◆ **What the task asks**:
Using the listing below, work out the number of lines in which "Database" appears; return only that figure.

(Source information)

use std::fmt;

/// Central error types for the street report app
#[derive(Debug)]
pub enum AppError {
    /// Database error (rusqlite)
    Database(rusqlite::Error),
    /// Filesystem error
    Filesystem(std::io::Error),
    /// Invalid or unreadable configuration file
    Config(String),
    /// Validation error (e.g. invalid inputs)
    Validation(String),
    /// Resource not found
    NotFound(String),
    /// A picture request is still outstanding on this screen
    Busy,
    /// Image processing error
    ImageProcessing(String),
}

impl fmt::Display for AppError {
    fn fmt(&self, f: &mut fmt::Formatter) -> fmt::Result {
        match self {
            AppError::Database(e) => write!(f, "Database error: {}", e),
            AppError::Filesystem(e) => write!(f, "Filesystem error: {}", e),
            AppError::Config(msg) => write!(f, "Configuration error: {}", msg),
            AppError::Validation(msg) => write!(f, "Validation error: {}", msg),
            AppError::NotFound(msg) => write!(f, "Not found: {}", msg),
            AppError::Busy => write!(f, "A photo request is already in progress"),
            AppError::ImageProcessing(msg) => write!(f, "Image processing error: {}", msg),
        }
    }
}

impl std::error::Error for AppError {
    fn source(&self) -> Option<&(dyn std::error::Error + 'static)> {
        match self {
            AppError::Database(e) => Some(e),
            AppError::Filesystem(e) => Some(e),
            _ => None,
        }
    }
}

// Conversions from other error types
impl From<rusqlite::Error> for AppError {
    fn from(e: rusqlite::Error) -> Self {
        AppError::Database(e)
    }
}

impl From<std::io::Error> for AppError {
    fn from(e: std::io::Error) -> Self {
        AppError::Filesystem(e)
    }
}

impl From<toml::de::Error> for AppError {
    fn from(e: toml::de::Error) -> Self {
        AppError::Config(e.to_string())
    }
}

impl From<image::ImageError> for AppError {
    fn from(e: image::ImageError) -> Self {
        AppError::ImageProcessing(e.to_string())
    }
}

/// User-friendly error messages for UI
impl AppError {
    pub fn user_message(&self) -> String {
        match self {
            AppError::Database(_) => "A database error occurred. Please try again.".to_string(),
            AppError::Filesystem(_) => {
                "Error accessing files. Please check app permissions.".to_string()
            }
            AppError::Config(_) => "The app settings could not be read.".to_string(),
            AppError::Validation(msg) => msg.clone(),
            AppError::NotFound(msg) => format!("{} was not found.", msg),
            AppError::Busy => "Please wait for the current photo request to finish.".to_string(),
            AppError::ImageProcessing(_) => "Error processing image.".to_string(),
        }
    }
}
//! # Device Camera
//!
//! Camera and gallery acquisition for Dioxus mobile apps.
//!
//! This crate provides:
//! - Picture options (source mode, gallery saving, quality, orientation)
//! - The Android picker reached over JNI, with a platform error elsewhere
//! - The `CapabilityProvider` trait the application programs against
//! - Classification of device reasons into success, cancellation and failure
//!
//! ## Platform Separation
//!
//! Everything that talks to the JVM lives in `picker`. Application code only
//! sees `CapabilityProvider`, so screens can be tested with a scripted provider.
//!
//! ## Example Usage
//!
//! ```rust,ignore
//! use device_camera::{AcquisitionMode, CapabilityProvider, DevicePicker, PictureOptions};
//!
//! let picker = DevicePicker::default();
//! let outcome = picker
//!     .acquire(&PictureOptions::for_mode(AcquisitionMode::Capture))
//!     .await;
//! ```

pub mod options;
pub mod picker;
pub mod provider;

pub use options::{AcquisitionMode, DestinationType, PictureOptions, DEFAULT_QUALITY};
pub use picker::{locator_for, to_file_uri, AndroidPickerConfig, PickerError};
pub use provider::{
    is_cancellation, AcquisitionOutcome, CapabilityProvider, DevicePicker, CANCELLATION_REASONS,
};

(End Source information)
(Source information)

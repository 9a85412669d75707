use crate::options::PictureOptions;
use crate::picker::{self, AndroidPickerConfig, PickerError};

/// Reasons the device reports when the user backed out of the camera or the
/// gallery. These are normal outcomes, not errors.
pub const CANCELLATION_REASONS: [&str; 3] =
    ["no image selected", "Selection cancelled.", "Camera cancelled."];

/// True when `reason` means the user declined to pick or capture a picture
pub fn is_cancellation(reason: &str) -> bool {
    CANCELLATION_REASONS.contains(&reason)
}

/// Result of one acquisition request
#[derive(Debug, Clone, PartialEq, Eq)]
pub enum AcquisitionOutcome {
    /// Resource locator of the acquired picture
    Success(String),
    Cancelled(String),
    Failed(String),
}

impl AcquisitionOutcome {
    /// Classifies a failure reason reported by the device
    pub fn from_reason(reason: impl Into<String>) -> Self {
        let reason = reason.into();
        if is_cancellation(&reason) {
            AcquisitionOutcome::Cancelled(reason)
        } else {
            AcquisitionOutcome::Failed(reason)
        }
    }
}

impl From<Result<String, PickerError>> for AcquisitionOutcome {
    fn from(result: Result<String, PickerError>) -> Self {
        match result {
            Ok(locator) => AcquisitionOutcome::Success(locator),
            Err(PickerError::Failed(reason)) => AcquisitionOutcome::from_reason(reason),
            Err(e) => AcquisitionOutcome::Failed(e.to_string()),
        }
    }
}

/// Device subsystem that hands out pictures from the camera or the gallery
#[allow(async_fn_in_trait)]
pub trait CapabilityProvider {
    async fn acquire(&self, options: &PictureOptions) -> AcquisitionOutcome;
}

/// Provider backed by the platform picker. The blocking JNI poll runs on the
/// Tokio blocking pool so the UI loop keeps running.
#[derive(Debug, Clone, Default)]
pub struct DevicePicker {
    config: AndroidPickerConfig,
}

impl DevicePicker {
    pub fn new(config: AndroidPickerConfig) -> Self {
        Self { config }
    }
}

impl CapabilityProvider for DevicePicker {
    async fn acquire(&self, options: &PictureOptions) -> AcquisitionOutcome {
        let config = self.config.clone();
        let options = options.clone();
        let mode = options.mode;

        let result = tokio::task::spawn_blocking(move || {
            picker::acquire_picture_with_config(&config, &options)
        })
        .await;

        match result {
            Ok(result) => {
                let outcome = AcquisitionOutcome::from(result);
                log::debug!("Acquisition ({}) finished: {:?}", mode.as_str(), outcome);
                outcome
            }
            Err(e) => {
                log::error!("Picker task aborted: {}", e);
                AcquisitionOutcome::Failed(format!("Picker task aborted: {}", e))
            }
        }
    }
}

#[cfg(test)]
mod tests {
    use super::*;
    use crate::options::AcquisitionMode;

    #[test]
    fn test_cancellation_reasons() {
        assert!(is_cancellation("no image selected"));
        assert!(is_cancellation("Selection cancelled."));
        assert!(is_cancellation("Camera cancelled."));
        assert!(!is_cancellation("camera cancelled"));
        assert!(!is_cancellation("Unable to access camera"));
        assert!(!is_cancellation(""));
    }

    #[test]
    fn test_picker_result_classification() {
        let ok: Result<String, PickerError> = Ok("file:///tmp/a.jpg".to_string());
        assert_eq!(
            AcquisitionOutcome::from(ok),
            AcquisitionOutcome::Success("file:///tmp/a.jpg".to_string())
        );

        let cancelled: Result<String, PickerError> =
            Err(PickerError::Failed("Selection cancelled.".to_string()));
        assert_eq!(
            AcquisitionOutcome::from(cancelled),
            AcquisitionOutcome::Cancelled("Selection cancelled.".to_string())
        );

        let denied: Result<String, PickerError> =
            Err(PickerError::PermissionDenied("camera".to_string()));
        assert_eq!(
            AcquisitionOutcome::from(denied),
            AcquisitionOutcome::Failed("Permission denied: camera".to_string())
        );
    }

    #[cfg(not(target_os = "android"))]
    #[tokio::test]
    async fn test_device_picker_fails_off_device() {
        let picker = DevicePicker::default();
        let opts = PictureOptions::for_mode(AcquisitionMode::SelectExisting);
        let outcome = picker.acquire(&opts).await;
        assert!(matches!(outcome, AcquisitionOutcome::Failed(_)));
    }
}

(End Source information)

◆ **The answer**:
6